FIND sin(t) graph it is a polynomial in sin(t), so there is a polynomial such that:

f(t)=g(sin(t))?

it has horizontal tangent lines at sin(t) = 1/3 or sin t = 1 or sin t = -1 the graph passes through (0,1) and(pi/2 , 4) interval [-pi,pi] FIND THE FINCTION f(t)

(using these clues and derivatives)

f(t) = 1 - 6 sin t + 9 sin^2 t equals to g(sin t), where g(x) = (1 - 3x)^2

Check: f(0) = 1; f(pi/2) = 1 - 6 + 9 = 4

f '(t) = - 6 cos t + 18 sin t cost = 18 cos t (sin t - 1/3)

The tangent to the graph is horizontal when the derivative is 0, that is, if sin t = 1/3 or if cos t = 0 (note that if

sin t = +/- 1, then cos t = 0 by the Pythagorean identity: sin^2 t + cos^2 t = 1).

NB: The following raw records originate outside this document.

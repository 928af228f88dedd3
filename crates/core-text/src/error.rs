//! Core error kinds shared across the editor crates.
//!
//! Every fallible core operation returns `Result<T, CoreError>`. Operations
//! never abort on allocation failure; the checked variants are the only ones
//! exposed and callers propagate with `?`.

use thiserror::Error;

#[derive(Debug, Error)]
pub enum CoreError {
    /// Memory could not be reserved for a cell or line array.
    #[error("allocation failure")]
    Alloc,
    #[error("I/O error: {0}")]
    Io(#[from] std::io::Error),
    /// The bounded task queue had no free slot.
    #[error("task queue full")]
    QueueFull,
    /// The operation observed its cancellation flag and stopped early.
    #[error("cancelled")]
    Cancelled,
    #[error("lock or thread failure: {0}")]
    Lock(&'static str),
    #[error("regex compile error: {0}")]
    Regex(String),
    #[error("invalid argument: {0}")]
    InvalidArgument(&'static str),
    #[error("parse error: {0}")]
    Parse(String),
}

pub type Result<T> = std::result::Result<T, CoreError>;

impl CoreError {
    /// Stable numeric code carried inside task results (0 is success).
    pub fn code(&self) -> i32 {
        match self {
            CoreError::Alloc => -1,
            CoreError::Io(_) => -2,
            CoreError::QueueFull => -3,
            CoreError::Cancelled => -4,
            CoreError::Lock(_) => -5,
            CoreError::Regex(_) => -6,
            CoreError::InvalidArgument(_) => -7,
            CoreError::Parse(_) => -8,
        }
    }
}
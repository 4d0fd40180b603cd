//! Batch loader seam: fetches resources of one type by id.

use async_trait::async_trait;
use resrouter_core::resource::Resource;
use resrouter_core::RequestContext;

/// Pluggable per-type batch loader.
/// Implementations: database queries, upstream API calls, memory (tests).
///
/// Contract:
/// - Called at most once per request per type, with every missing id for
///   that type in one batch.
/// - Must return at most one resource per requested id. Missing ids are
///   simply absent from the result, not an error; the router reports them
///   as unresolved inclusions.
/// - May return resources for ids it was not asked for; they are held and
///   included only if something later requires them.
/// - Any `Err` aborts the whole request. Timeouts are the implementation's
///   responsibility.
#[async_trait]
pub trait ResourceLoader: Send + Sync {
    /// Load resources for the given ids.
    ///
    /// # Errors
    ///
    /// Returns an error if the batch cannot be served; the router maps it to
    /// a server-error response.
    async fn load(&self, ids: &[String], ctx: &RequestContext) -> anyhow::Result<Vec<Resource>>;
}
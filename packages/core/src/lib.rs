//! Resrouter Core — resource schema, documents, and URL descriptors.
//!
//! Transport-free data model shared by handlers, loaders, and the router.
//! Nothing in this crate performs I/O or depends on an async runtime.

pub mod context;
pub mod document;
pub mod resource;
pub mod schema;
pub mod url;

pub use context::{Principal, RequestContext};
pub use document::{Collection, Document, DocumentError, PrimaryData};
pub use resource::{RelValue, Resource};
pub use schema::{Attr, Rel, ResourceType, Schema, SchemaError, TwoWayRel};
pub use url::{RelKind, UrlDescriptor};
//! Request classification: converts (method, URL shape) into a `HandlerKind`.

use http::Method;
use resrouter_core::url::{RelKind, UrlDescriptor};

// ---------------------------------------------------------------------------
// HandlerKind
// ---------------------------------------------------------------------------

/// The eight operation kinds a resource API request can classify as.
#[derive(Debug, Clone, Copy, PartialEq, Eq, Hash)]
pub enum HandlerKind {
    /// `GET /articles`
    GetCollection,
    /// `GET /articles/1`
    GetResource,
    /// `GET /articles/1/author`
    GetRelated,
    /// `GET /articles/1/relationships/author`
    GetRelationships,
    /// `POST /articles`
    CreateResource,
    /// `PATCH /articles/1`
    UpdateResource,
    /// `PATCH /articles/1/relationships/author`
    UpdateRelationships,
    /// `DELETE /articles/1`
    DeleteResource,
}

impl HandlerKind {
    /// Whether handlers of this kind are keyed by a relationship name in
    /// addition to the owning resource type.
    #[must_use]
    pub fn is_relationship_scoped(self) -> bool {
        matches!(
            self,
            Self::GetRelated | Self::GetRelationships | Self::UpdateRelationships
        )
    }
}

// ---------------------------------------------------------------------------
// classify
// ---------------------------------------------------------------------------

/// Classify a request into a `HandlerKind`.
///
/// Total and side-effect free: every (method, shape) pair either maps to
/// exactly one kind or fails explicitly. There is no default kind.
///
/// # Errors
///
/// - `ClassifyError::MethodNotSupported` for methods outside
///   GET/POST/PATCH/DELETE.
/// - `ClassifyError::UnrecognizedUrl` when the method is supported but the
///   URL shape matches no operation.
pub fn classify(method: &Method, url: &UrlDescriptor) -> Result<HandlerKind, ClassifyError> {
    let kind = match *method {
        Method::GET => match url.rel_kind {
            RelKind::Related if url.res_id.is_some() => Some(HandlerKind::GetRelated),
            RelKind::SelfLink if url.res_id.is_some() => Some(HandlerKind::GetRelationships),
            RelKind::None if !url.is_collection && url.res_id.is_some() => {
                Some(HandlerKind::GetResource)
            }
            RelKind::None if url.is_collection => Some(HandlerKind::GetCollection),
            _ => None,
        },
        Method::PATCH => match url.rel_kind {
            RelKind::Related | RelKind::SelfLink if url.res_id.is_some() => {
                Some(HandlerKind::UpdateRelationships)
            }
            RelKind::None if !url.is_collection && url.res_id.is_some() => {
                Some(HandlerKind::UpdateResource)
            }
            _ => None,
        },
        Method::DELETE => {
            if url.rel_kind == RelKind::None && !url.is_collection && url.res_id.is_some() {
                Some(HandlerKind::DeleteResource)
            } else {
                None
            }
        }
        Method::POST => {
            if url.rel_kind == RelKind::None && url.is_collection {
                Some(HandlerKind::CreateResource)
            } else {
                None
            }
        }
        _ => {
            return Err(ClassifyError::MethodNotSupported {
                method: method.to_string(),
            })
        }
    };
    kind.ok_or_else(|| ClassifyError::UnrecognizedUrl {
        method: method.to_string(),
        res_type: url.res_type.clone(),
    })
}

// ---------------------------------------------------------------------------
// Errors
// ---------------------------------------------------------------------------

/// Errors from classifying a request.
#[derive(Debug, thiserror::Error)]
pub enum ClassifyError {
    #[error("URL shape not recognized for {method} on {res_type}")]
    UnrecognizedUrl { method: String, res_type: String },
    #[error("method not supported: {method}")]
    MethodNotSupported { method: String },
}

// ---------------------------------------------------------------------------
// Tests
// ---------------------------------------------------------------------------

#[cfg(test)]
mod tests {
    use resrouter_core::url::RelKind;

    use super::*;

    #[test]
    fn documented_pairs_classify_to_their_kind() {
        let cases = [
            (
                Method::GET,
                UrlDescriptor::collection("articles"),
                HandlerKind::GetCollection,
            ),
            (
                Method::GET,
                UrlDescriptor::resource("articles", "1"),
                HandlerKind::GetResource,
            ),
            (
                Method::GET,
                UrlDescriptor::relationship("articles", "1", RelKind::Related, "author"),
                HandlerKind::GetRelated,
            ),
            (
                Method::GET,
                UrlDescriptor::relationship("articles", "1", RelKind::Related, "tags"),
                HandlerKind::GetRelated,
            ),
            (
                Method::GET,
                UrlDescriptor::relationship("articles", "1", RelKind::SelfLink, "tags"),
                HandlerKind::GetRelationships,
            ),
            (
                Method::GET,
                UrlDescriptor::relationship("tags", "1", RelKind::SelfLink, "articles"),
                HandlerKind::GetRelationships,
            ),
            (
                Method::POST,
                UrlDescriptor::collection("articles"),
                HandlerKind::CreateResource,
            ),
            (
                Method::PATCH,
                UrlDescriptor::resource("articles", "1"),
                HandlerKind::UpdateResource,
            ),
            (
                Method::PATCH,
                UrlDescriptor::relationship("articles", "1", RelKind::SelfLink, "author"),
                HandlerKind::UpdateRelationships,
            ),
            (
                Method::DELETE,
                UrlDescriptor::resource("articles", "1"),
                HandlerKind::DeleteResource,
            ),
        ];
        for (method, url, expected) in cases {
            assert_eq!(
                classify(&method, &url).unwrap(),
                expected,
                "{method} {url:?}"
            );
        }
    }

    #[test]
    fn unsupported_method_fails() {
        let url = UrlDescriptor::collection("articles");
        let err = classify(&Method::PUT, &url).unwrap_err();
        assert!(matches!(err, ClassifyError::MethodNotSupported { method } if method == "PUT"));
    }

    #[test]
    fn get_without_id_or_collection_fails() {
        let url = UrlDescriptor {
            res_type: "articles".to_string(),
            ..UrlDescriptor::default()
        };
        let err = classify(&Method::GET, &url).unwrap_err();
        assert!(matches!(err, ClassifyError::UnrecognizedUrl { .. }));
    }

    #[test]
    fn post_to_single_resource_fails() {
        let url = UrlDescriptor::resource("articles", "1");
        let err = classify(&Method::POST, &url).unwrap_err();
        assert!(matches!(err, ClassifyError::UnrecognizedUrl { .. }));
    }

    #[test]
    fn delete_on_collection_fails() {
        let url = UrlDescriptor::collection("articles");
        let err = classify(&Method::DELETE, &url).unwrap_err();
        assert!(matches!(err, ClassifyError::UnrecognizedUrl { .. }));
    }

    #[test]
    fn patch_without_id_fails() {
        let url = UrlDescriptor::collection("articles");
        let err = classify(&Method::PATCH, &url).unwrap_err();
        assert!(matches!(err, ClassifyError::UnrecognizedUrl { .. }));
    }

    #[test]
    fn related_url_without_id_fails() {
        let url = UrlDescriptor {
            res_type: "articles".to_string(),
            rel_kind: RelKind::Related,
            rel_name: Some("author".to_string()),
            ..UrlDescriptor::default()
        };
        let err = classify(&Method::GET, &url).unwrap_err();
        assert!(matches!(err, ClassifyError::UnrecognizedUrl { .. }));
    }

    #[test]
    fn relationship_scoped_kinds() {
        assert!(HandlerKind::GetRelated.is_relationship_scoped());
        assert!(HandlerKind::GetRelationships.is_relationship_scoped());
        assert!(HandlerKind::UpdateRelationships.is_relationship_scoped());
        assert!(!HandlerKind::GetResource.is_relationship_scoped());
        assert!(!HandlerKind::CreateResource.is_relationship_scoped());
    }
}
/// Configuration for the document assembly pipeline.
#[derive(Debug, Clone, Default)]
pub struct RouterConfig {
    /// When `true`, per-type batch loads run concurrently; results are still
    /// merged by the request task before flush. When `false` (the default),
    /// loads run one type at a time in type order.
    pub concurrent_loads: bool,
}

I am confused about the tangent line part do I plug in the values into the derivative function?

Yes, you just plug the values of sin t into the derivative.

t = pi/2 + pi*k , t = sin^{-1} (1/3) + 2*pi*k and t = -sin^{-1} (1/3) + pi + 2*pi*k (k = 0, +-1, +-2, ...).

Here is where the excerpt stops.